White Bread and Whitewashing: Whiteness and Food in Marlene van Niekerk’s Triomf
Abstract
Marlene van Niekerk’s Triomf, published in Afrikaans in the year of South Africa’s transition to democracy, and in English five years later, remains one of the most powerfully cogent deconstructions of whiteness and Afrikaner nationalism to have appeared in local literature in the last twenty five years. While a relatively large body of scholarship has analysed Van Niekerk’s interrogation of whiteness in the novel, this article focuses specifically on the everyday quotidian practices through which whiteness is maintained and perpetuated as an epistemic formation. Most Afrikaans and English criticism briefly emphasises food imagery in Triomf to signify not only the Benades’ economic impoverishment but also their moral and cultural degeneracy: the Benades – the family on which the novel centres – subsist on an unwholesome diet of margarine-smeared white bread, polony and Klipdrift brandy. However, critics’ cursory mentions of food imagery do not do justice to the nuanced and dexterous manner in which Van Niekerk employs food discourse to destabilise whiteness and show it up as a heterogenous construction. In this article, I analyse instances in the novel where the family interacts with food in various spaces in order to offer new and different ways in which whiteness can be read productively in the South African context.
Opsomming
Marlene van Niekerk se roman, Triomf, verskyn in 1994 in Afrikaans toe Suid-Afrika amptelik oorgegaan het na ’n demokratiese bestel. Die Engelse vertaling van die roman verskyn vyf jaar daarna. Geweeg teen ander literêre tekste wat ook binne die afgelope 25 jaar plaaslik verskyn het, bly Triomf tot op hede een van die mees oortuigende dekonstruksies van witwees en Afrikanernasionalisme. Terwyl daar reeds ’n betreklik uitvoerige korpus navorsing bestaan wat handel oor Van Niekerk se ondervraging van witwees in dié roman, is hierdie artikel spesifiek gemoeid met sekere alledaagse praktyke waardeur witwees as epistemiese struktuur onderhou en voort-gesit word.
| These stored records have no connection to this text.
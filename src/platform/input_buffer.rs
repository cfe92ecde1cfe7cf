//=========================================================================
// Input Buffer
//=========================================================================
//
// Transient per-frame store between the Winit callbacks and the channel
// to the core thread.
//
// Responsibilities:
// - Keep input events in arrival order
// - Drop immediate duplicates (e.g. a key-down reported twice)
// - Hand the whole frame over in one `drain()`
//
//=========================================================================

//=== Internal Dependencies ===============================================

use crate::core::input::InputEvent;

//=== InputBuffer =========================================================

#[derive(Debug)]
pub(crate) struct InputBuffer {
    events: Vec<InputEvent>,
}

impl InputBuffer {
    const BASE_CAPACITY: usize = 64;

    pub(crate) fn new() -> Self {
        Self {
            events: Vec::with_capacity(Self::BASE_CAPACITY),
        }
    }

    /// Appends an event unless it repeats the previous one.
    pub(crate) fn push(&mut self, event: InputEvent) {
        if self.events.last() != Some(&event) {
            self.events.push(event);
        }
    }

    /// Returns this frame's events, or `None` if there were none.
    pub(crate) fn drain(&mut self) -> Option<Vec<InputEvent>> {
        if self.events.is_empty() {
            return None;
        }
        Some(std::mem::replace(
            &mut self.events,
            Vec::with_capacity(Self::BASE_CAPACITY),
        ))
    }

    pub(crate) fn len(&self) -> usize {
        self.events.len()
    }

    pub(crate) fn is_empty(&self) -> bool {
        self.events.is_empty()
    }
}

//=========================================================================
// Unit Tests
//=========================================================================

#[cfg(test)]
mod tests {
    use super::*;
    use crate::core::input::KeyCode;

    fn key_down(key: KeyCode) -> InputEvent {
        InputEvent::KeyDown { key }
    }

    fn key_up(key: KeyCode) -> InputEvent {
        InputEvent::KeyUp { key }
    }

    #[test]
    fn consecutive_duplicates_are_dropped() {
        let mut buffer = InputBuffer::new();
        buffer.push(key_down(KeyCode::KeyE));
        buffer.push(key_down(KeyCode::KeyE));

        assert_eq!(buffer.len(), 1);
    }

    #[test]
    fn press_release_press_is_kept() {
        let mut buffer = InputBuffer::new();
        buffer.push(key_down(KeyCode::KeyE));
        buffer.push(key_up(KeyCode::KeyE));
        buffer.push(key_down(KeyCode::KeyE));

        assert_eq!(
            buffer.drain(),
            Some(vec![key_down(KeyCode::KeyE), key_up(KeyCode::KeyE), key_down(KeyCode::KeyE)])
        );
    }

    #[test]
    fn drain_empties_the_buffer() {
        let mut buffer = InputBuffer::new();
        assert_eq!(buffer.drain(), None);

        buffer.push(key_down(KeyCode::Space));
        assert!(buffer.drain().is_some());
        assert!(buffer.is_empty());
        assert_eq!(buffer.drain(), None);
    }
}
//=========================================================================
// Level Context
//=========================================================================
//
// Everything that lives exactly as long as one attempt at one level.
//
// Architecture:
//   LevelContext
//     ├─ DimensionStateMachine (owns the TileWorld)
//     ├─ Player
//     ├─ EntityRoster
//     ├─ CollisionCoordinator
//     └─ exit zone
//
// Built on load, dropped on restart or advance. Loading puts the world
// in Stable(PRIMARY) and aligns every entity and collider with it
// without emitting a transition.
//
//=========================================================================

//=== External Dependencies ===============================================

use glam::Vec2;
use log::info;

//=== Internal Dependencies ===============================================

use super::events::DeathCause;
use crate::core::clock::Timestamp;
use crate::core::config::ShiftConfig;
use crate::core::dimension::{
    Dimension, DimensionStateMachine, ShiftOutcome, Transition, TransitionObserver,
};
use crate::core::entity::{DimensionAware, EntityRoster, MotionContext, Player};
use crate::core::level::{LevelData, TileCoord};
use crate::core::physics::{Aabb, Body, CollisionCoordinator};
use crate::core::world::{TilePos, TileWorld};

//=== StepOutcome =========================================================

/// Result of one simulation step.
#[derive(Debug, Clone, Copy, PartialEq, Eq)]
pub enum StepOutcome {
    Running,
    PlayerDied(DeathCause),
    ReachedExit,
}

//=== LevelContext ========================================================

#[derive(Debug)]
pub struct LevelContext {
    index: usize,
    name: String,
    machine: DimensionStateMachine,
    player: Player,
    roster: EntityRoster,
    colliders: CollisionCoordinator,
    exit_zone: Aabb,
    gravity: f32,
}

impl LevelContext {
    /// Player footprint relative to one tile.
    const PLAYER_WIDTH: f32 = 0.6;
    const PLAYER_HEIGHT: f32 = 0.9;

    //--- Construction -----------------------------------------------------

    /// Builds a fresh context from validated level data.
    pub fn load(index: usize, level: &LevelData, config: &ShiftConfig) -> Self {
        let palette = config.palette();
        let world = TileWorld::new(&level.lumina, &level.umbra, config.tile_size);
        let machine = DimensionStateMachine::new(world, palette, config.lock_duration());
        let active = machine.current_active();

        let mut player = Player::new(
            Self::player_body(level.spawn, config.tile_size),
            config.player_speed,
            config.jump_velocity,
        );
        player.on_dimension_changed(active, &palette);

        let mut roster = EntityRoster::new(palette);
        for spawn in &level.enemies {
            roster.spawn(spawn, config, active);
        }

        let colliders = CollisionCoordinator::bound_to(active);
        let exit_zone = machine.world().tile_bounds(TilePos {
            x: level.exit.x,
            y: level.exit.y,
        });

        info!(
            "Loaded level {} '{}' ({}x{}, {} enemies, {} active)",
            index,
            level.name,
            machine.world().grid_size().0,
            machine.world().grid_size().1,
            roster.len(),
            active
        );

        Self {
            index,
            name: level.name.clone(),
            machine,
            player,
            roster,
            colliders,
            exit_zone,
            gravity: config.gravity,
        }
    }

    fn player_body(spawn: TileCoord, tile_size: f32) -> Body {
        let size = Vec2::new(tile_size * Self::PLAYER_WIDTH, tile_size * Self::PLAYER_HEIGHT);
        let tile_origin = Vec2::new(spawn.x as f32, spawn.y as f32) * tile_size;
        let offset = Vec2::new((tile_size - size.x) * 0.5, tile_size - size.y);
        Body::new(tile_origin + offset, size)
    }

    //--- Dimension Shifting -----------------------------------------------

    /// Requests a shift. On acceptance colliders are rebound first, then
    /// the player, then every live enemy, then `extra` in order.
    pub fn request_shift(
        &mut self,
        now: Timestamp,
        extra: &mut [&mut dyn TransitionObserver],
    ) -> ShiftOutcome {
        let Self {
            machine,
            player,
            roster,
            colliders,
            ..
        } = self;

        let palette = *machine.palette();
        let mut player_observer = |transition: &Transition, _: &TileWorld| {
            player.on_dimension_changed(transition.active, &palette);
        };

        let mut observers: Vec<&mut dyn TransitionObserver> = Vec::with_capacity(3 + extra.len());
        observers.push(colliders);
        observers.push(&mut player_observer);
        observers.push(roster);
        for observer in extra.iter_mut() {
            observers.push(&mut **observer);
        }

        machine.shift(now, &mut observers)
    }

    /// Releases the transition lock once it has expired.
    pub fn settle(&mut self, now: Timestamp) -> bool {
        self.machine.settle(now)
    }

    //--- Simulation -------------------------------------------------------

    /// Moves everything by `dt` seconds against the bound layer and
    /// reports what happened to the player.
    pub fn step(&mut self, horizontal: f32, jump: bool, dt: f32) -> StepOutcome {
        let layer = self.colliders.bound_layer();
        let world = self.machine.world();

        self.player.drive(horizontal, jump);
        self.player.body_mut().step(world, layer, self.gravity, dt);

        let motion = MotionContext {
            player_center: self.player.body().center(),
            tile_size: world.tile_size(),
            dt,
        };
        self.roster.advance(&motion, world, layer, self.gravity);

        if self.player.body().position.y > world.bounds().max.y {
            return StepOutcome::PlayerDied(DeathCause::Fell);
        }

        if let Some(enemy) = self.colliders.player_contact(&self.player, &self.roster) {
            return StepOutcome::PlayerDied(DeathCause::Enemy(enemy));
        }

        if self.player.body().aabb().intersects(&self.exit_zone) {
            return StepOutcome::ReachedExit;
        }

        StepOutcome::Running
    }

    //--- Queries ----------------------------------------------------------

    pub fn index(&self) -> usize {
        self.index
    }

    pub fn name(&self) -> &str {
        &self.name
    }

    pub fn active(&self) -> Dimension {
        self.machine.current_active()
    }

    pub fn machine(&self) -> &DimensionStateMachine {
        &self.machine
    }

    pub fn player(&self) -> &Player {
        &self.player
    }

    pub fn roster(&self) -> &EntityRoster {
        &self.roster
    }

    pub fn colliders(&self) -> &CollisionCoordinator {
        &self.colliders
    }

    pub fn exit_zone(&self) -> Aabb {
        self.exit_zone
    }
}

//=========================================================================
// Unit Tests
//=========================================================================

#[cfg(test)]
mod tests {
    use super::*;
    use crate::core::level::EnemySpawn;

    fn level(enemies: Vec<EnemySpawn>) -> LevelData {
        LevelData {
            name: "context".to_string(),
            lumina: vec![vec![0, 0, 0, 0], vec![0, 0, 0, 0], vec![1, 1, 1, 1]],
            umbra: vec![vec![0, 0, 0, 0], vec![0, 0, 0, 0], vec![0, 2, 2, 0]],
            spawn: TileCoord { x: 0, y: 1 },
            exit: TileCoord { x: 3, y: 1 },
            enemies,
        }
    }

    #[test]
    fn load_aligns_everything_with_primary() {
        let spawn = EnemySpawn::Patrol {
            at: TileCoord { x: 2, y: 1 },
            dimension: Dimension::SECONDARY,
            range: 1.0,
        };
        let context = LevelContext::load(0, &level(vec![spawn]), &ShiftConfig::default());

        assert_eq!(context.active(), Dimension::PRIMARY);
        assert_eq!(context.colliders().bound_layer(), Dimension::PRIMARY);
        assert_eq!(context.colliders().rebinds(), 0);
        assert_eq!(context.machine().transitions_accepted(), 0);
        assert!(context.player().is_materialized());
        assert!(context.roster().iter().all(|enemy| !enemy.is_materialized()));
    }

    #[test]
    fn shift_notifies_in_order() {
        let spawn = EnemySpawn::Chase {
            at: TileCoord { x: 2, y: 1 },
            dimension: Dimension::SECONDARY,
        };
        let mut context = LevelContext::load(0, &level(vec![spawn]), &ShiftConfig::default());

        let mut seen = Vec::new();
        let mut witness = |transition: &Transition, world: &TileWorld| {
            seen.push((transition.active, world.layer(transition.active).is_solid(1, 2)));
        };
        let outcome = context.request_shift(Timestamp::ZERO, &mut [&mut witness]);

        assert!(outcome.is_accepted());
        assert_eq!(seen, vec![(Dimension::Umbra, true)]);
        assert_eq!(context.colliders().bound_layer(), Dimension::Umbra);
        assert!(context.roster().iter().all(|enemy| enemy.is_materialized()));
    }

    #[test]
    fn player_stands_on_the_active_floor() {
        let mut context = LevelContext::load(0, &level(vec![]), &ShiftConfig::default());

        for _ in 0..30 {
            assert_eq!(context.step(0.0, false, 1.0 / 60.0), StepOutcome::Running);
        }

        assert!(context.player().body().on_ground);
    }

    #[test]
    fn ghost_floor_lets_the_player_fall() {
        let mut context = LevelContext::load(0, &level(vec![]), &ShiftConfig::default());
        context.request_shift(Timestamp::ZERO, &mut []);

        let mut outcome = StepOutcome::Running;
        for _ in 0..120 {
            outcome = context.step(0.0, false, 1.0 / 60.0);
            if outcome != StepOutcome::Running {
                break;
            }
        }

        assert_eq!(outcome, StepOutcome::PlayerDied(DeathCause::Fell));
    }

    #[test]
    fn walking_right_reaches_the_exit() {
        let mut context = LevelContext::load(0, &level(vec![]), &ShiftConfig::default());

        let mut outcome = StepOutcome::Running;
        for _ in 0..120 {
            outcome = context.step(1.0, false, 1.0 / 60.0);
            if outcome != StepOutcome::Running {
                break;
            }
        }

        assert_eq!(outcome, StepOutcome::ReachedExit);
    }
}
Die meerderheid bestaande Afrikaans- en Engelstalige kritiek oor die roman beklemtoon kortliks die kosbeelde in Triomf as tekenend van nie net die Benades se ekonomiese verarming nie, maar ook van hulle morele en kulturele agteruitgang. Die Benades – die gesin waaroor die roman handel – oorleef op ’n ongesonde dieet van margarien- en polonietoebroodjies en Klipdrift-brandewyn. Kritici se sydelingse opmerkings oor die kosbeelde in die roman bespreek egter nie na behore die genuanseerde en behendige wyse waarop Van Niekerk kosdiskoerse inspan om witwees te destabiliseer en ontbloot as veelsoortige konstruksie nie. In hierdie artikel ontleed ek gevalle in Triomf waarin die gesin in verskillende ruimtes met kos omgaan, ten einde nuwe en uiteenlopende wyses daar te stel waarop witwees produktief binne die Suid-Afrikaanse konteks gelees kan word.